I mop my kitchen floor.
It’s nearly 10:00 PM. I fume that no matter how clean I try to keep that floor, it gets filthy. Cleaning day is Saturday. It’s only Monday night, and here I am, mopping the filth. I can’t bear to wake up to it.
The children sleep soundly.
I mop, and then I start seeing the whole thing differently. I’m not mopping. I’m reading. I read a narrative on that floor. I have filth because we run through mud and sand. We drag wet towels in from the pool. We spill cinnamon and sugar and butter that missed the toast. There’s spaghetti sauce here, honey there. I mop ground up glitter from the fairy doors we made that morning.
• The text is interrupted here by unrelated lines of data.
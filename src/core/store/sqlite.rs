use std::fmt;
use std::path::Path;
use std::str::FromStr;
use std::sync::Arc;
use std::time::Duration;

use async_trait::async_trait;
use bytes::Bytes;
use chrono::Utc;
use log::{debug, info, warn};
use sqlx::sqlite::{
    SqliteConnectOptions, SqliteJournalMode, SqlitePool, SqlitePoolOptions, SqliteRow, SqliteSynchronous,
};
use sqlx::Row;
use tokio::sync::Mutex;

use super::{blocking, Dimension, FeedbackStore, IndexKind, StoreError, VectorIndex, VectorStore};
use crate::models::feedback::Feedback;
use crate::models::record::{FeatureVector, ImageRecord, NewImageRecord, RecordId, ScoredRecord};

/// How a [`SqliteStore`] indexes its vectors.
#[derive(Debug, Clone, Copy)]
pub struct SqliteOptions {
    /// Index built at open and kept up to date on ingest.
    pub index: IndexKind,
    /// Capacity hint for graph indexes.
    pub max_elements: usize,
    /// Expected vector length, usually the extractor's; rows that disagree
    /// make the open fail.
    pub dimension: Option<usize>,
    /// Longest wait for a pooled connection or a locked database. Writes
    /// that cannot start within it fail without touching the store.
    pub busy_timeout: Duration,
}

impl Default for SqliteOptions {
    fn default() -> Self {
        Self {
            index: IndexKind::default(),
            max_elements: 1_000_000,
            dimension: None,
            busy_timeout: Duration::from_secs(10),
        }
    }
}

/// Records in SQLite, searched through an in-process [`VectorIndex`] that is
/// rebuilt from the stored vectors when the store is opened.
pub struct SqliteStore {
    pool: SqlitePool,
    index: Arc<dyn VectorIndex>,
    dimension: Dimension,
    // Serialises writes until the first one fixes the dimension
    first_write: Mutex<()>,
}

impl fmt::Debug for SqliteStore {
    fn fmt(&self, f: &mut fmt::Formatter<'_>) -> fmt::Result {
        f.debug_struct("SqliteStore")
            .field("index", &self.index)
            .field("dimension", &self.dimension.get())
            .finish()
    }
}

fn encode_features(features: &[f32]) -> &[u8] {
    bytemuck::cast_slice(features)
}

fn decode_features(id: &str, blob: &[u8]) -> Result<FeatureVector, StoreError> {
    if blob.len() % std::mem::size_of::<f32>() != 0 {
        return Err(StoreError::Corrupt {
            id: id.to_string(),
            reason: format!("feature blob of {} bytes", blob.len()),
        });
    }
    Ok(bytemuck::pod_collect_to_vec(blob))
}

fn record_from_row(row: &SqliteRow) -> Result<ImageRecord, StoreError> {
    let id: String = row.try_get("id").map_err(StoreError::Query)?;
    let features: Vec<u8> = row.try_get("features").map_err(StoreError::Query)?;
    let image: Vec<u8> = row.try_get("image").map_err(StoreError::Query)?;

    Ok(ImageRecord {
        features: decode_features(&id, &features)?,
        filename: row.try_get("filename").map_err(StoreError::Query)?,
        description: row.try_get("description").map_err(StoreError::Query)?,
        topic: row.try_get("topic").map_err(StoreError::Query)?,
        image: Bytes::from(image),
        id: RecordId::from_stored(id),
    })
}


impl SqliteStore {
    /// Opens (creating if missing) a database file.
    pub async fn open(path: impl AsRef<Path>, options: SqliteOptions) -> Result<Self, StoreError> {
        let connect = SqliteConnectOptions::new()
            .filename(path.as_ref())
            .create_if_missing(true);
        Self::open_with(connect, false, options).await
    }

    /// Opens a database from a connection string such as
    /// `sqlite://images.db` or `sqlite::memory:`.
    pub async fn connect(url: &str, options: SqliteOptions) -> Result<Self, StoreError> {
        let connect = SqliteConnectOptions::from_str(url)
            .map_err(StoreError::Connection)?
            .create_if_missing(true);
        Self::open_with(connect, url.contains(":memory:"), options).await
    }

    async fn open_with(
        connect: SqliteConnectOptions,
        in_memory: bool,
        options: SqliteOptions,
    ) -> Result<Self, StoreError> {
        info!("Opening image store ({} index)", options.index);
        let connect = connect.busy_timeout(options.busy_timeout);

        let pool = if in_memory {
            // Every connection to `:memory:` is a separate database
            SqlitePoolOptions::new()
                .max_connections(1)
                .acquire_timeout(options.busy_timeout)
                .idle_timeout(None)
                .max_lifetime(None)
                .connect_with(connect)
                .await
        } else {
            let connect = connect
                .journal_mode(SqliteJournalMode::Wal)
                .synchronous(SqliteSynchronous::Normal);
            SqlitePoolOptions::new()
                .acquire_timeout(options.busy_timeout)
                .connect_with(connect)
                .await
        }
        .map_err(StoreError::Connection)?;

        debug!("Applying store migrations");
        sqlx::migrate!().run(&pool).await.map_err(StoreError::Migration)?;

        let dimension = match options.dimension {
            Some(n) => Dimension::fixed(n),
            None => Dimension::default(),
        };

        let rows = sqlx::query("SELECT seq, id, features FROM images ORDER BY seq")
            .fetch_all(&pool)
            .await
            .map_err(StoreError::Query)?;

        let mut vectors = Vec::with_capacity(rows.len());
        for row in &rows {
            let seq: i64 = row.try_get("seq").map_err(StoreError::Query)?;
            let id: String = row.try_get("id").map_err(StoreError::Query)?;
            let blob: Vec<u8> = row.try_get("features").map_err(StoreError::Query)?;
            let features = decode_features(&id, &blob)?;
            dimension.commit(features.len())?;
            vectors.push((seq as usize, features));
        }

        let count = vectors.len();
        let index = options.index.build(options.max_elements.max(count));
        let index = blocking(move || {
            for (seq, features) in &vectors {
                index.insert(*seq, features);
            }
            index
        })
        .await?;
        info!("Indexed {} stored images", count);

        Ok(Self {
            pool,
            index,
            dimension,
            first_write: Mutex::new(()),
        })
    }

    /// Closes every pooled connection.
    pub async fn close(&self) {
        self.pool.close().await;
    }

    async fn fetch_by_seq(&self, seq: usize) -> Result<Option<ImageRecord>, StoreError> {
        let row = sqlx::query(
            "SELECT id, features, filename, description, topic, image FROM images WHERE seq = ?",
        )
        .bind(seq as i64)
        .fetch_optional(&self.pool)
        .await
        .map_err(StoreError::Query)?;

        row.as_ref().map(record_from_row).transpose()
    }
}

#[async_trait]
impl VectorStore for SqliteStore {
    async fn ingest(&self, record: NewImageRecord) -> Result<RecordId, StoreError> {
        let len = record.features.len();
        self.dimension.check(len)?;
        let _gate = match self.dimension.get() {
            Some(_) => None,
            None => {
                let gate = self.first_write.lock().await;
                self.dimension.check(len)?;
                Some(gate)
            }
        };

        let id = RecordId::generate();
        let seq: i64 = sqlx::query_scalar(
            r#"
            INSERT INTO images (id, features, filename, description, topic, image, created_at)
            VALUES (?, ?, ?, ?, ?, ?, ?)
            RETURNING seq
            "#,
        )
        .bind(id.as_str())
        .bind(encode_features(&record.features))
        .bind(&record.filename)
        .bind(&record.description)
        .bind(&record.topic)
        .bind(record.image.as_ref())
        .bind(Utc::now().to_rfc3339())
        .fetch_one(&self.pool)
        .await
        .map_err(StoreError::Insert)?;
        self.dimension.commit(len)?;

        let index = Arc::clone(&self.index);
        let features = record.features;
        blocking(move || index.insert(seq as usize, &features)).await?;

        Ok(id)
    }

    async fn nearest_neighbors(
        &self,
        query: &[f32],
        k: usize,
        candidate_pool: usize,
    ) -> Result<Vec<ScoredRecord>, StoreError> {
        self.dimension.check(query.len())?;
        if k == 0 || self.index.is_empty() {
            return Ok(Vec::new());
        }

        let index = Arc::clone(&self.index);
        let query = query.to_vec();
        let pool = candidate_pool.max(k);
        let neighbors = blocking(move || index.search(&query, k, pool)).await?;

        let mut results = Vec::with_capacity(neighbors.len());
        for neighbor in neighbors {
            match self.fetch_by_seq(neighbor.seq).await? {
                Some(record) => results.push(ScoredRecord { record, score: neighbor.score }),
                None => warn!("Indexed vector {} has no stored record", neighbor.seq),
            }
        }
        Ok(results)
    }

    async fn count(&self) -> Result<u64, StoreError> {
        let count: i64 = sqlx::query_scalar("SELECT COUNT(*) FROM images")
            .fetch_one(&self.pool)
            .await
            .map_err(StoreError::Query)?;
        Ok(count as u64)
    }
}

#[async_trait]
impl FeedbackStore for SqliteStore {
    async fn submit_feedback(&self, feedback: Feedback) -> Result<(), StoreError> {
        sqlx::query("INSERT INTO feedback (rate, comment, created_at) VALUES (?, ?, ?)")
            .bind(&feedback.rate)
            .bind(&feedback.comment)
            .bind(feedback.submitted_at.to_rfc3339())
            .execute(&self.pool)
            .await
            .map_err(StoreError::Insert)?;
        Ok(())
    }
}

impl SqliteStore {
    /// Number of stored feedback submissions.
    pub async fn feedback_count(&self) -> Result<u64, StoreError> {
        let count: i64 = sqlx::query_scalar("SELECT COUNT(*) FROM feedback")
            .fetch_one(&self.pool)
            .await
            .map_err(StoreError::Query)?;
        Ok(count as u64)
    }
}
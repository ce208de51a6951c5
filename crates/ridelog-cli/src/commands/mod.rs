pub mod entry;
pub mod list;
pub mod misc;
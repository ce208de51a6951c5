//! Output mode routing logic.

/// Output mode determines how results are formatted.
#[derive(Debug, Clone, Copy, PartialEq, Eq, Default)]
pub enum OutputMode {
    /// Machine-readable JSON output only
    Json,
    /// Plain text, stable for logs and scripts
    #[default]
    Plain,
    /// Human-friendly with colors and formatting (TTY only)
    Pretty,
}

impl OutputMode {
    /// Resolve output mode from flags and environment.
    ///
    /// Routing rules:
    /// 1. `--json` overrides everything (exclusive mode)
    /// 2. `TERM=dumb` forces plain
    /// 3. Pretty only when stdout is TTY
    pub fn resolve(json_flag: bool, is_tty: bool, term_is_dumb: bool) -> Self {
        if json_flag {
            return Self::Json;
        }

        if term_is_dumb {
            return Self::Plain;
        }

        if is_tty {
            Self::Pretty
        } else {
            Self::Plain
        }
    }

    /// Check if this mode should output JSON.
    pub fn is_json(&self) -> bool {
        matches!(self, Self::Json)
    }

    /// Check if this mode should output pretty (human) format.
    pub fn is_pretty(&self) -> bool {
        matches!(self, Self::Pretty)
    }
}

#[cfg(test)]
mod tests {
    use super::*;

    #[test]
    fn test_json_exclusive() {
        let mode = OutputMode::resolve(true, true, true);
        assert_eq!(mode, OutputMode::Json);
    }

    #[test]
    fn test_term_dumb_forces_plain() {
        let mode = OutputMode::resolve(false, true, true);
        assert_eq!(mode, OutputMode::Plain);
    }

    #[test]
    fn test_tty_gets_pretty() {
        let mode = OutputMode::resolve(false, true, false);
        assert_eq!(mode, OutputMode::Pretty);
    }

    #[test]
    fn test_non_tty_gets_plain() {
        let mode = OutputMode::resolve(false, false, false);
        assert_eq!(mode, OutputMode::Plain);
    }
}
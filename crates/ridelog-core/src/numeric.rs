//! The numeric token predicate shared by every input grammar.

use once_cell::sync::Lazy;
use regex::Regex;

use crate::error::{RideError, Result};

static NUMERIC: Lazy<Regex> =
    Lazy::new(|| Regex::new(r"^[+-]?[0-9]+(\.[0-9]+)?$").expect("numeric pattern is valid"));

/// Whether `token` is a signed or unsigned integer or decimal literal.
///
/// A decimal point must be followed by at least one digit, so `"3."` and
/// `".5"` are rejected.
pub fn is_numeric(token: &str) -> bool {
    NUMERIC.is_match(token)
}

/// Parse a numeric token that carries no fractional part.
pub fn parse_whole(token: &str) -> Result<i64> {
    if !is_numeric(token) || token.contains('.') {
        return Err(RideError::format(token, "a whole number"));
    }
    token
        .parse::<i64>()
        .map_err(|_| RideError::format(token, "a whole number"))
}
//! Ride persistence.
//!
//! The store is reached through the `SqlExecutor` trait, which only knows how
//! to run raw SQL. Everything ride-specific lives in [`rides`]: the statement
//! text for the ride table and the store, list and per-period summary
//! operations built on it.
//!
//! ## Backends
//!
//! - SQLite (file or in-memory), via `rusqlite`
//!
//! Duplicate rides are not detected; every stored record becomes a new row.

pub mod rides;
mod row;
pub mod sqlite;
pub mod traits;
pub mod types;

// Re-export public types
pub use rides::{ensure_table, list_records, list_summaries, store_record, RIDES_TABLE};
pub use sqlite::SqliteStore;
pub use traits::SqlExecutor;
pub use types::{RideFilter, Row, SqlValue};
//! Diagnostic logging to stderr.
//!
//! Stdout carries prompts and results, so log lines never go there.
//! The filter comes from `RIDELOG_LOG` (e.g. `RIDELOG_LOG=debug`).

use tracing_subscriber::{layer::SubscriberExt, util::SubscriberInitExt, EnvFilter};

const LOG_ENV: &str = "RIDELOG_LOG";

pub fn init_logging() {
    let filter = EnvFilter::try_from_env(LOG_ENV).unwrap_or_else(|_| EnvFilter::new("warn"));
    let format = tracing_subscriber::fmt::layer()
        .with_writer(std::io::stderr)
        .with_target(false);

    // A second init (e.g. from tests) keeps the first subscriber.
    let _ = tracing_subscriber::registry()
        .with(filter)
        .with(format)
        .try_init();
}
//! Theme definitions for colors and badges.

use owo_colors::{OwoColorize, Style};

/// Badge types for status indicators.
#[derive(Debug, Clone, Copy, PartialEq, Eq)]
pub enum Badge {
    Ok,
    Err,
}

impl Badge {
    /// Get badge text (e.g., "[OK]")
    pub fn text(&self) -> &'static str {
        match self {
            Self::Ok => "[OK]",
            Self::Err => "[ERR]",
        }
    }

    /// Get badge with symbol for display.
    pub fn display(&self, unicode: bool) -> &'static str {
        match (self, unicode) {
            (Self::Ok, true) => "[\u{2713}]", // [✓]
            (Self::Err, true) => "[\u{2717}]", // [✗]
            (badge, false) => badge.text(),
        }
    }

    /// Color style for this badge.
    pub fn style(&self) -> Style {
        match self {
            Self::Ok => Style::new().green().bold(),
            Self::Err => Style::new().red().bold(),
        }
    }
}

/// Named styles used across the CLI.
pub mod styles {
    use owo_colors::Style;

    /// Bright/bold text (for titles, values)
    pub fn bold() -> Style {
        Style::new().bold()
    }

    /// Dim text (for labels, metadata)
    pub fn dim() -> Style {
        Style::new().dimmed()
    }
}

/// Apply `style` to `text` when color is enabled.
pub fn styled(text: &str, style: Style, color: bool) -> String {
    if color {
        text.style(style).to_string()
    } else {
        text.to_string()
    }
}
Bits of twigs and parsley from the butterfly pavilion we constructed for the monarch caterpillar just now building a cocoon, scattered into the corners, come clean with my mop.
Peanut butter, eggs from the omelet my daughter made herself, pencil shavings from her new pencil for her journal, coffee drips from my own cup, a cat treat crammed into the tile. You can read a kitchen floor like some book of days. We have lived for the past 48 hours.
One day, my kitchen floor won’t need a mop at all. It will shine clean. This won’t be a good day.
I leave the bucket and mop out when I finish. I will need it again tonight and every single night for the next 18 years. By the time the floor shines clean, I have tears in my eyes. Thank you God for this filth. My kitchen floor has the kind of flair I love. It’s a book I could read every night before bed. Let it be a good one.